City Council Speaker Christine Quinn is facing opposition from a surprising quarter as she seeks the mayor’s office — gay men who charge the out lesbian has abandoned her progressive roots for political deal-making that advances her career and harms New York City.
“She has turned her back on everything she stood for,” said Louis Flores, who blogs on christine-quinn-sold-out.blogspot.com and has joined protests at Quinn fundraisers and appearances.
Quinn, who represents Chelsea, Hell’s Kitchen, and the West Village, was first elected to the Council in 1999 and was elected speaker in 2006. Prior to joining the Council, Quinn was the executive director of the New York City Anti-Violence Project (AVP) and chief of staff for Thomas Duane, an openly gay man who represented the same Council district for two terms.
At AVP and in her earlier work as a housing activist, Quinn was more aggressive, more devoted to a single cause, and less likely to compromise to achieve success.
As speaker, Quinn has heralded the annual city budgets she has brokered with Mayor Michael Bloomberg. She has supported the police department and made deals with real estate interests. But where Quinn sees reasonable compromises that maintain city services, create jobs, or keep taxpayers safe, others see betrayal of core principles.
“It’s her consistent record of violating the public trust,” said Donny Moss, who runs votequinnout.com and the “Defeat Christine Quinn” Facebook page. “She doesn’t listen to her constituents.”
Moss points to Quinn’s support for the expansion of Chelsea Market and New York University, the conversion of St. Vincent’s Hospital to condos, and the creation of a large Department of Sanitation waste transfer facility in the West Village as examples of Quinn running roughshod over her district.
Quinn has riled other gay activists by supporting ID scanners for city nightclubs and bars and backing a police department regulation that requires a permit for assemblies of 50 people or more. Housing Works, an AIDS group, locked horns with Quinn over a city bill that would have given people with HIV, even those without an AIDS diagnosis, access to city housing benefits.
Quinn’s 2008 support for altering the city term limits law to allow the mayor, City Council members, and other elected officials to serve three four-year terms instead of two had queer politicos who usually praise the speaker chastising her.

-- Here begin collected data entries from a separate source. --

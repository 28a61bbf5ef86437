//! End-to-end export: raw document → entries → records → merged corpus.
//!
//! Everything here works on in-memory values; reading and writing files is
//! the storage crate's job.

use std::time::{Duration, Instant};

use serde_json::Value;
use tracing::{info, instrument};

use xport_shared::Corpus;

use crate::collector::{self, TimelineKind};
use crate::extractor::{self, Extraction};
use crate::merge::{self, MergeStats};

/// Options for a single export run.
#[derive(Debug, Clone, Copy, Default)]
pub struct ExportOptions {
    /// Ignore the existing corpus and keep only the new batch.
    pub fresh: bool,
}

/// Summary of an export run.
#[derive(Debug, Clone)]
pub struct ExportSummary {
    /// Container the entries were found in, if any.
    pub timeline: Option<TimelineKind>,
    /// Raw entries seen.
    pub entries: usize,
    /// Valid records extracted from those entries.
    pub extracted: usize,
    /// Entries that produced no record.
    pub dropped: usize,
    /// Outcome of the merge step.
    pub merge: MergeStats,
    /// Total elapsed time.
    pub elapsed: Duration,
}

/// Result of the export pipeline.
#[derive(Debug)]
pub struct ExportOutcome {
    pub corpus: Corpus,
    pub summary: ExportSummary,
}

/// Progress callback for reporting pipeline status.
pub trait ProgressReporter: Send + Sync {
    /// Called when entering a new phase.
    fn phase(&self, name: &str);
    /// Called after each entry is processed.
    fn entry_processed(&self, current: usize, total: usize);
    /// Called when the pipeline completes.
    fn done(&self, summary: &ExportSummary);
}

/// No-op progress reporter for headless/test usage.
pub struct SilentProgress;

impl ProgressReporter for SilentProgress {
    fn phase(&self, _name: &str) {}
    fn entry_processed(&self, _current: usize, _total: usize) {}
    fn done(&self, _summary: &ExportSummary) {}
}

/// Run the export pipeline.
///
/// 1. Locate the entry list in the document
/// 2. Extract one record per valid entry
/// 3. Merge the batch into `existing` (unless `options.fresh`)
#[instrument(skip_all, fields(fresh = options.fresh))]
pub fn export(
    document: &Value,
    existing: Option<Corpus>,
    options: &ExportOptions,
    progress: &dyn ProgressReporter,
) -> ExportOutcome {
    let start = Instant::now();

    progress.phase("Locating timeline entries");
    let collected = collector::collect_entries(document);
    let total = collected.entries.len();

    progress.phase("Extracting records");
    let mut extraction = Extraction::default();
    for (i, entry) in collected.entries.iter().enumerate() {
        match extractor::extract_record(entry) {
            Some(record) => extraction.records.push(record),
            None => extraction.dropped += 1,
        }
        progress.entry_processed(i + 1, total);
    }
    let extracted = extraction.records.len();

    progress.phase("Merging with existing corpus");
    let existing = if options.fresh { None } else { existing };
    let (corpus, merge_stats) = merge::merge(existing, extraction.records);

    let summary = ExportSummary {
        timeline: collected.kind,
        entries: total,
        extracted,
        dropped: extraction.dropped,
        merge: merge_stats,
        elapsed: start.elapsed(),
    };

    info!(
        timeline = ?summary.timeline,
        entries = summary.entries,
        extracted = summary.extracted,
        added = summary.merge.added,
        total = corpus.count,
        elapsed_ms = summary.elapsed.as_millis(),
        "export complete"
    );

    progress.done(&summary);
    ExportOutcome { corpus, summary }
}

/// What a document contains, without merging or writing anything.
#[derive(Debug, Clone, PartialEq, Eq)]
pub struct InspectReport {
    pub timeline: Option<TimelineKind>,
    pub entries: usize,
    pub extractable: usize,
}

/// Count entries and extractable records in a document.
pub fn inspect(document: &Value) -> InspectReport {
    let collected = collector::collect_entries(document);
    let extraction = extractor::extract_all(collected.entries.iter().copied());
    InspectReport {
        timeline: collected.kind,
        entries: collected.entries.len(),
        extractable: extraction.records.len(),
    }
}

#[cfg(test)]
mod tests {
    use std::sync::Mutex;

    use super::*;
    use serde_json::json;
    use xport_shared::Record;

    fn tweet_entry(id: &str, text: &str) -> Value {
        json!({
            "entryId": format!("tweet-{id}"),
            "content": { "itemContent": { "tweet_results": { "result": {
                "rest_id": id,
                "legacy": { "full_text": text }
            } } } }
        })
    }

    fn bookmarks(entries: Vec<Value>) -> Value {
        json!({ "data": { "bookmark_timeline_v2": { "timeline": { "instructions": [
            { "type": "TimelineAddEntries", "entries": entries }
        ] } } } })
    }

    fn ids(corpus: &Corpus) -> Vec<&str> {
        corpus.records.iter().map(|r| r.id.as_str()).collect()
    }

    #[derive(Default)]
    struct RecordingProgress {
        phases: Mutex<Vec<String>>,
        processed: Mutex<usize>,
        done: Mutex<bool>,
    }

    impl ProgressReporter for RecordingProgress {
        fn phase(&self, name: &str) {
            self.phases.lock().unwrap().push(name.to_string());
        }
        fn entry_processed(&self, current: usize, _total: usize) {
            *self.processed.lock().unwrap() = current;
        }
        fn done(&self, _summary: &ExportSummary) {
            *self.done.lock().unwrap() = true;
        }
    }

    #[test]
    fn export_first_run() {
        let doc = bookmarks(vec![
            tweet_entry("1", "one"),
            json!({ "entryId": "cursor-bottom", "content": { "value": "abc" } }),
            tweet_entry("2", "two"),
        ]);

        let outcome = export(&doc, None, &ExportOptions::default(), &SilentProgress);
        assert_eq!(ids(&outcome.corpus), vec!["1", "2"]);
        assert_eq!(outcome.corpus.count, 2);
        assert_eq!(outcome.summary.timeline, Some(TimelineKind::Bookmarks));
        assert_eq!(outcome.summary.entries, 3);
        assert_eq!(outcome.summary.extracted, 2);
        assert_eq!(outcome.summary.dropped, 1);
    }

    #[test]
    fn export_appends_to_existing() {
        let existing = Corpus::new(vec![Record::with_id("A"), Record::with_id("B")]);
        let doc = bookmarks(vec![tweet_entry("B", ""), tweet_entry("C", "")]);

        let outcome = export(&doc, Some(existing), &ExportOptions::default(), &SilentProgress);
        assert_eq!(ids(&outcome.corpus), vec!["A", "B", "C"]);
        assert_eq!(outcome.summary.merge.added, 1);
        assert_eq!(outcome.summary.merge.skipped, 1);
    }

    #[test]
    fn fresh_export_ignores_existing() {
        let existing = Corpus::new(vec![Record::with_id("A")]);
        let doc = bookmarks(vec![tweet_entry("C", "")]);

        let outcome = export(&doc, Some(existing), &ExportOptions { fresh: true }, &SilentProgress);
        assert_eq!(ids(&outcome.corpus), vec!["C"]);
        assert_eq!(outcome.summary.merge.existing, 0);
    }

    #[test]
    fn export_twice_is_stable() {
        let doc = bookmarks(vec![tweet_entry("1", ""), tweet_entry("2", "")]);
        let first = export(&doc, None, &ExportOptions::default(), &SilentProgress);
        let first_records = first.corpus.records.clone();
        let second = export(&doc, Some(first.corpus), &ExportOptions::default(), &SilentProgress);
        assert_eq!(second.corpus.records, first_records);
        assert_eq!(second.summary.merge.added, 0);
    }

    #[test]
    fn unknown_document_keeps_existing_untouched() {
        let existing = Corpus::new(vec![Record::with_id("A")]);
        let outcome = export(
            &json!({ "errors": [{ "message": "Rate limit exceeded" }] }),
            Some(existing),
            &ExportOptions::default(),
            &SilentProgress,
        );
        assert_eq!(ids(&outcome.corpus), vec!["A"]);
        assert_eq!(outcome.summary.timeline, None);
        assert_eq!(outcome.summary.entries, 0);
    }

    #[test]
    fn progress_is_reported() {
        let doc = bookmarks(vec![tweet_entry("1", ""), tweet_entry("2", "")]);
        let progress = RecordingProgress::default();
        export(&doc, None, &ExportOptions::default(), &progress);

        assert_eq!(progress.phases.lock().unwrap().len(), 3);
        assert_eq!(*progress.processed.lock().unwrap(), 2);
        assert!(*progress.done.lock().unwrap());
    }

    #[test]
    fn inspect_counts_without_merging() {
        let doc = bookmarks(vec![tweet_entry("1", ""), json!({ "entryId": "cursor" })]);
        assert_eq!(
            inspect(&doc),
            InspectReport {
                timeline: Some(TimelineKind::Bookmarks),
                entries: 2,
                extractable: 1,
            }
        );
    }

    #[test]
    fn bookmarks_fixture_exports() {
        let fixture = std::fs::read_to_string("../../../fixtures/json/bookmarks.fixture.json")
            .expect("read fixture");
        let doc: Value = serde_json::from_str(&fixture).expect("parse fixture");

        let outcome = export(&doc, None, &ExportOptions::default(), &SilentProgress);
        assert_eq!(outcome.summary.timeline, Some(TimelineKind::Bookmarks));
        assert_eq!(outcome.summary.entries, 4);
        assert_eq!(
            ids(&outcome.corpus),
            vec![
                "1800000000000000001",
                "1800000000000000002",
                "1800000000000000003"
            ]
        );

        let first = &outcome.corpus.records[0];
        assert_eq!(first.user.screen_name.as_deref(), Some("rustlang"));
        assert_eq!(first.engagement.likes, 2048);
        assert_eq!(
            first.tweet_url.as_deref(),
            Some("https://x.com/rustlang/status/1800000000000000001")
        );

        let second = &outcome.corpus.records[1];
        assert_eq!(second.media.len(), 2);
        assert_eq!(second.text, "Long-form note text that replaces the truncated legacy text.");
        assert_eq!(second.user.name.as_deref(), Some("Ferris"));
        assert_eq!(second.engagement.likes, 17);
        assert_eq!(second.engagement.retweets, 0);
        assert!(second.bookmarked);

        let third = &outcome.corpus.records[2];
        assert_eq!(third.id, "1800000000000000003");
        assert_eq!(third.text, "visible to some");
    }

    #[test]
    fn home_fixture_exports() {
        let fixture = std::fs::read_to_string("../../../fixtures/json/home.fixture.json")
            .expect("read fixture");
        let doc: Value = serde_json::from_str(&fixture).expect("parse fixture");

        let outcome = export(&doc, None, &ExportOptions::default(), &SilentProgress);
        assert_eq!(outcome.summary.timeline, Some(TimelineKind::Home));
        assert_eq!(ids(&outcome.corpus), vec!["1900000000000000001", "1900000000000000002"]);
        assert_eq!(outcome.corpus.records[1].engagement.views, 0);
    }
}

The scope of any anti-Quinn feelings among lesbian, gay, bisexual, and transgender voters today is unknown. Moss and Flores may be the tip of an iceberg. In a surprisingly weak performance in her 2009 Democratic primary, Quinn faced Yetta Kurland, a lesbian, and Maria Passannante-Derr. Quinn’s opponents combined to win 47 percent of the vote.
The two gay men could also be a “fringe” element, as Quinn surrogates have called them in press reports.
Moss, who has “several hundred” people on an email list and nearly 1,100 likes on his Facebook page, does voter outreach at subway stops and Quinn events about three times a week and Flores sometimes attends. They get a “mixed reaction” from the public. They have been insulted or called “homophobes,” and they have been thanked by passersby. They attribute the negative reactions to voters not knowing Quinn’s record.
“That’s why we’re getting that mixed reaction because some of those voters are not informed,” Flores said.
Some gay voters are more interested in solidarity and making “judgments based on [Quinn’s] identity,” Moss said. He also hears from voters who cannot or do not wish to publicly oppose Quinn.
“One of the challenges we face is that people who are most affected by her are afraid to speak out,” Moss said.
Both men have been roughed up by police during their Quinn protests and put videos of that on YouTube.
“That’s why we have to ask which side is Christine Quinn on?” Flores said during a joint interview. Moss quickly added, “The police are on her side... She should be supporting free speech.”
Flores contrasted Quinn’s time at AVP to her time as speaker. Queer youth of color are among those who endure stop and frisk, a tactic that the police say aids in keeping crime down. Quinn has said she backs the continued use of the tactic, but with changes and more supervision. Proposals to codify such changes have not yet received Council action.
“If Christine Quinn was the head of AVP today, she would be fighting that,” Flores said. In his view, Quinn has become what the city’s reform movement once fought.
“Her strategy is to reward the district leaders and the county leaders all around this city,” Flores said. “She has become a political boss, which violates everything progressives stand for... We’re trying to fight for something better, a better government.”
The Quinn campaign declined to comment.